El peor momento del día eran las dos horas posteriores a la comida central, el tiempo de participación en Beligerux, el juego obligatorio en el que los niños tenían que intentar no quedar entre los cien últimos puestos de la competición, pues si esto ocurría, los perdedores serían privados del tiempo de ejercicio físico, de ese momento alegre y necesario en que las puertas de los decagimnasios se abrían para que los niños entraran en ellos en grupos de diez, un grupo en cada estancia, y se desfogaran con los aparatos diseñados a partir del año 30, tercero de la era biteana, capaces de conseguir una musculación prodigiosa en cualquier cuerpo, incluso en cuerpos infantiles, en un tiempo record. Ser privados de esa actividad, la única actividad física en todo el día, era la mayor tortura que los niños podían imaginar, después de más de doce horas sentados en una silla mirando el cristal luminoso de las pantallas de octava generación, sentados todo el tiempo, con la única excepción de los tres momentos en que tenían que levantarse para recoger la bandeja de comida y los tres momentos en que se levantaban para volver a depositarla en la plataforma giratoria de avituallamiento.

No ir al decagimnasio significaba no dormir durante el tiempo de descanso, pasar la noche nervioso, dando vueltas en la cama-nicho, sumido en la más terrible desesperación. Pero los gimnasios no solo servían para que los niños tonificaran sus músculos y aliviaran sus tensiones nerviosas, también eran el lugar de entrenamiento del cuerpo para cuando los niños tuvieran que enfrentarse al mundo real y llevar a cabo su misión. Allí se adiestraban en la lucha cuerpo a cuerpo, en técnicas de combate, de defensa, de bloqueo de golpes y en métodos de inmovilización y de reducción del rival. Los viernes el entrenamiento era exclusivamente dedicado al perfeccionamiento de la técnica denominada golpes mortales.

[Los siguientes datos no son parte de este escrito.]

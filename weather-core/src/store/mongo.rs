//! MongoDB record store.

use async_trait::async_trait;
use chrono::{DateTime, NaiveDate, Utc};
use mongodb::bson::{self, Bson, Document, doc, oid::ObjectId};
use mongodb::options::{ClientOptions, Credential, FindOneOptions, FindOptions, ReplaceOptions};
use mongodb::{Client, Collection, IndexModel};
use tracing::{info, warn};

use super::{AssetQuery, LocationQuery, RecordStore, StoreError, UpsertOutcome};
use crate::config::StoreConfig;
use crate::model::{
    Forecast, GeoPoint, RecordMetadata, StoredRecord, WeatherRecord, date_to_midnight,
};

/// MongoDB implementation of RecordStore.
pub struct MongoRecordStore {
    client: Client,
    records: Collection<Document>,
}

impl MongoRecordStore {
    /// Connect, select the collection and make sure its indexes exist.
    pub async fn connect(config: &StoreConfig) -> Result<Self, StoreError> {
        let mut options = ClientOptions::parse(&config.uri)
            .await
            .map_err(|e| StoreError::Connect(e.to_string()))?;

        if let Some((user, password)) = config.credentials() {
            options.credential = Some(
                Credential::builder()
                    .username(user.to_string())
                    .password(password.to_string())
                    .build(),
            );
        }

        let client = Client::with_options(options).map_err(|e| StoreError::Connect(e.to_string()))?;
        let database = client.database(&config.database);

        database
            .run_command(doc! { "ping": 1 })
            .await
            .map_err(|e| StoreError::Connect(e.to_string()))?;

        let store = Self {
            records: database.collection(&config.collection),
            client,
        };
        store.init().await?;

        info!(
            database = %config.database,
            collection = %config.collection,
            "Connected to MongoDB"
        );
        Ok(store)
    }

    /// Initialize indexes for the read queries.
    async fn init(&self) -> Result<(), StoreError> {
        let indexes = [
            doc! { "idAsset": 1, "date": -1 },
            doc! { "_idAsset": 1, "date": -1 },
            doc! { "location": "2dsphere" },
        ];

        for keys in indexes {
            self.records
                .create_index(IndexModel::builder().keys(keys).build())
                .await
                .map_err(op("create_index"))?;
        }
        Ok(())
    }

    async fn find_many(
        &self,
        filter: Document,
        options: Option<FindOptions>,
    ) -> Result<Vec<StoredRecord>, StoreError> {
        let mut cursor = self
            .records
            .find(filter)
            .with_options(options)
            .await
            .map_err(op("find"))?;

        let mut found = Vec::new();
        while cursor.advance().await.map_err(op("find"))? {
            let doc = cursor.deserialize_current().map_err(op("find"))?;
            found.push(from_document(&doc)?);
        }
        Ok(found)
    }
}

#[async_trait]
impl RecordStore for MongoRecordStore {
    async fn upsert(&self, record: &WeatherRecord) -> Result<UpsertOutcome, StoreError> {
        let filter = key_filter(&record.asset_id, record.date);
        let replacement = to_document(record)?;
        let options = ReplaceOptions::builder().upsert(true).build();

        let result = self
            .records
            .replace_one(filter, replacement)
            .with_options(options)
            .await
            .map_err(op("upsert"))?;

        Ok(match result.upserted_id {
            Some(id) => UpsertOutcome::Inserted { id: bson_id(&id) },
            None => UpsertOutcome::Replaced,
        })
    }

    async fn find_by_key(
        &self,
        asset_id: &str,
        date: NaiveDate,
    ) -> Result<Option<StoredRecord>, StoreError> {
        self.records
            .find_one(key_filter(asset_id, date))
            .await
            .map_err(op("find_by_key"))?
            .map(|doc| from_document(&doc))
            .transpose()
    }

    async fn find_by_asset(&self, query: &AssetQuery) -> Result<Vec<StoredRecord>, StoreError> {
        let mut filter = Document::new();
        if let Some(asset_id) = &query.asset_id {
            filter.insert("idAsset", asset_id.as_str());
        }
        if let Some(asset_ref) = &query.asset_ref {
            filter.insert("_idAsset", asset_ref_bson(asset_ref));
        }
        if let Some(range) = date_range(query.from, query.to) {
            filter.insert("date", range);
        }

        let options = FindOptions::builder()
            .sort(doc! { "date": -1 })
            .limit(i64::from(query.limit))
            .build();

        self.find_many(filter, Some(options)).await
    }

    async fn find_near(&self, query: &LocationQuery) -> Result<Vec<StoredRecord>, StoreError> {
        let mut filter = doc! {
            "location": {
                "$near": {
                    "$geometry": {
                        "type": "Point",
                        "coordinates": [query.longitude, query.latitude],
                    },
                    "$maxDistance": query.max_distance_m,
                }
            }
        };
        if let Some(range) = date_range(query.from, query.to) {
            filter.insert("date", range);
        }

        let options = FindOptions::builder().limit(i64::from(query.limit)).build();
        self.find_many(filter, Some(options)).await
    }

    async fn find_latest(&self, asset_id: &str) -> Result<Option<StoredRecord>, StoreError> {
        let options = FindOneOptions::builder().sort(doc! { "date": -1 }).build();

        self.records
            .find_one(doc! { "idAsset": asset_id })
            .with_options(options)
            .await
            .map_err(op("find_latest"))?
            .map(|doc| from_document(&doc))
            .transpose()
    }

    async fn count_by_asset(&self, asset_id: &str) -> Result<u64, StoreError> {
        self.records
            .count_documents(doc! { "idAsset": asset_id })
            .await
            .map_err(op("count_by_asset"))
    }

    async fn close(&self) {
        self.client.clone().shutdown().await;
        info!("MongoDB connection closed");
    }
}

fn op<E: std::fmt::Display>(operation: &'static str) -> impl Fn(E) -> StoreError {
    move |e| StoreError::Operation {
        operation,
        reason: e.to_string(),
    }
}

fn to_bson_datetime(ts: DateTime<Utc>) -> bson::DateTime {
    bson::DateTime::from_millis(ts.timestamp_millis())
}

fn from_bson_datetime(ts: &bson::DateTime) -> Result<DateTime<Utc>, StoreError> {
    DateTime::from_timestamp_millis(ts.timestamp_millis())
        .ok_or_else(|| StoreError::Corrupt(format!("timestamp {ts} is out of range")))
}

fn key_filter(asset_id: &str, date: NaiveDate) -> Document {
    doc! {
        "idAsset": asset_id,
        "date": to_bson_datetime(date_to_midnight(date)),
    }
}

fn date_range(from: Option<NaiveDate>, to: Option<NaiveDate>) -> Option<Document> {
    if from.is_none() && to.is_none() {
        return None;
    }
    let mut range = Document::new();
    if let Some(from) = from {
        range.insert("$gte", to_bson_datetime(date_to_midnight(from)));
    }
    if let Some(to) = to {
        range.insert("$lte", to_bson_datetime(date_to_midnight(to)));
    }
    Some(range)
}

/// Asset references that look like ObjectIds are stored as such so they can be
/// joined against the asset collection.
fn asset_ref_bson(asset_ref: &str) -> Bson {
    match ObjectId::parse_str(asset_ref) {
        Ok(oid) => Bson::ObjectId(oid),
        Err(_) => Bson::String(asset_ref.to_string()),
    }
}

fn bson_id(id: &Bson) -> String {
    match id {
        Bson::ObjectId(oid) => oid.to_hex(),
        Bson::String(s) => s.clone(),
        other => other.to_string(),
    }
}

fn to_document(record: &WeatherRecord) -> Result<Document, StoreError> {
    let payload = bson::to_bson(&record.payload).map_err(|e| StoreError::Corrupt(e.to_string()))?;
    let metadata =
        bson::to_bson(&record.metadata).map_err(|e| StoreError::Corrupt(e.to_string()))?;

    let mut doc = doc! {
        "key": record.key(),
        "idAsset": record.asset_id.as_str(),
        "date": to_bson_datetime(date_to_midnight(record.date)),
        "capturedAt": to_bson_datetime(record.captured_at),
        "location": {
            "type": record.location.kind.as_str(),
            "coordinates": [record.location.longitude(), record.location.latitude()],
        },
        "payload": payload,
        "metadata": metadata,
    };
    if let Some(asset_ref) = &record.asset_ref {
        doc.insert("_idAsset", asset_ref_bson(asset_ref));
    }
    Ok(doc)
}

fn from_document(doc: &Document) -> Result<StoredRecord, StoreError> {
    let corrupt = |field: &str, e: bson::document::ValueAccessError| {
        StoreError::Corrupt(format!("field `{field}`: {e}"))
    };

    let id = doc.get("_id").map(bson_id).unwrap_or_default();
    let asset_id = doc.get_str("idAsset").map_err(|e| corrupt("idAsset", e))?.to_string();
    let asset_ref = doc.get("_idAsset").and_then(|v| match v {
        Bson::ObjectId(oid) => Some(oid.to_hex()),
        Bson::String(s) => Some(s.clone()),
        _ => None,
    });

    let date = from_bson_datetime(doc.get_datetime("date").map_err(|e| corrupt("date", e))?)?
        .date_naive();
    let captured_at =
        from_bson_datetime(doc.get_datetime("capturedAt").map_err(|e| corrupt("capturedAt", e))?)?;

    let location = doc.get_document("location").map_err(|e| corrupt("location", e))?;
    let coordinates = location
        .get_array("coordinates")
        .map_err(|e| corrupt("location.coordinates", e))?;
    let (longitude, latitude) = match coordinates.as_slice() {
        [lon, lat] => (lon.as_f64(), lat.as_f64()),
        _ => (None, None),
    };
    let (Some(longitude), Some(latitude)) = (longitude, latitude) else {
        return Err(StoreError::Corrupt(format!(
            "record {id} has malformed coordinates"
        )));
    };

    let payload = doc
        .get("payload")
        .cloned()
        .ok_or_else(|| StoreError::Corrupt(format!("record {id} has no payload")))?
        .into_relaxed_extjson();
    let payload = Forecast::from_value(payload).map_err(StoreError::Corrupt)?;

    let metadata: RecordMetadata = match doc.get("metadata") {
        Some(meta) => bson::from_bson(meta.clone()).map_err(|e| StoreError::Corrupt(e.to_string()))?,
        None => {
            warn!(id = %id, "Stored record has no metadata; deriving from payload");
            RecordMetadata {
                source: String::new(),
                api_source: String::new(),
                data_type: String::new(),
                requested_date: crate::model::format_date(date),
                conditions: payload.conditions(),
                timezone: payload.timezone().map(str::to_string),
                elevation: payload.elevation(),
            }
        }
    };

    Ok(StoredRecord {
        id,
        record: WeatherRecord {
            asset_id,
            asset_ref,
            date,
            captured_at,
            location: GeoPoint::new(longitude, latitude),
            payload,
            metadata,
        },
    })
}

A la aplicación Beligerux se entraba con una contraseña que los niños tenían que recordar. Si la olvidaban o alguien se la averiguaba eran castigados durante dos días en el camarote oscuro, donde sí podían dormir, aunque raramente lo conseguían, pues allí de lo que los privaban era del acceso a las máquinas de representación virtual y eso les producía un síndrome de abstinencia que también desestabilizaba su sistema nervioso. Una vez dentro de la Beligerux, elegían un ejército y unas armas y, antes de empezar el juego, tenían que elaborar estrategias con los otros soldados del mismo ejército para derrotar al ejército enemigo. Solo se conseguía el estatus de vencedor si se conseguía matar a todos los soldados, pues si uno solo quedaba vivo, podía conseguir que se regenerara todo el ejército y comenzara de nuevo la batalla. Los niños no tenían ningún reparo moral a la hora de ejecutar virtualmente a los avatares contra los que luchaban, pues en su proceso educativo nunca les habían hablado de moral ni de valores aplicables en la vida física, que era como llamaban a lo que nosotros denominábamos mundo real en la era prebiteana. Tampoco les habían hablado de códigos éticos para la vida virtual. Sus únicos criterios de relación con los demás venían de las aplicaciones informáticas, y todas tenían en común una cosa a la hora de considerar pautas de conducta, la consecución del objetivo, que siempre consistía en alguna forma de victoria.

Todos los niños habían desarrollado unos dedos largos, de una longitud adecuada para adaptarse perfectamente a la distancia que los separaba de las teclas del dispositivo informático que cada dedo tenía que pulsar. Sus ojos se habían vuelto pequeños, casi diminutos, casi un punto en la superficie inexpresiva de la cara para combatir el exceso de luz a que estaban sometidos por la continua exposición a las pantallas. Las nalgas se habían adaptado a la forma de las sillas, donde habían pasado la mayor parte del tiempo desde que terminaron la fase de bebés gateadores, y eran más planas que curvas, aunque bastante duras debido al ejercicio que diariamente hacían en los decagimnasios.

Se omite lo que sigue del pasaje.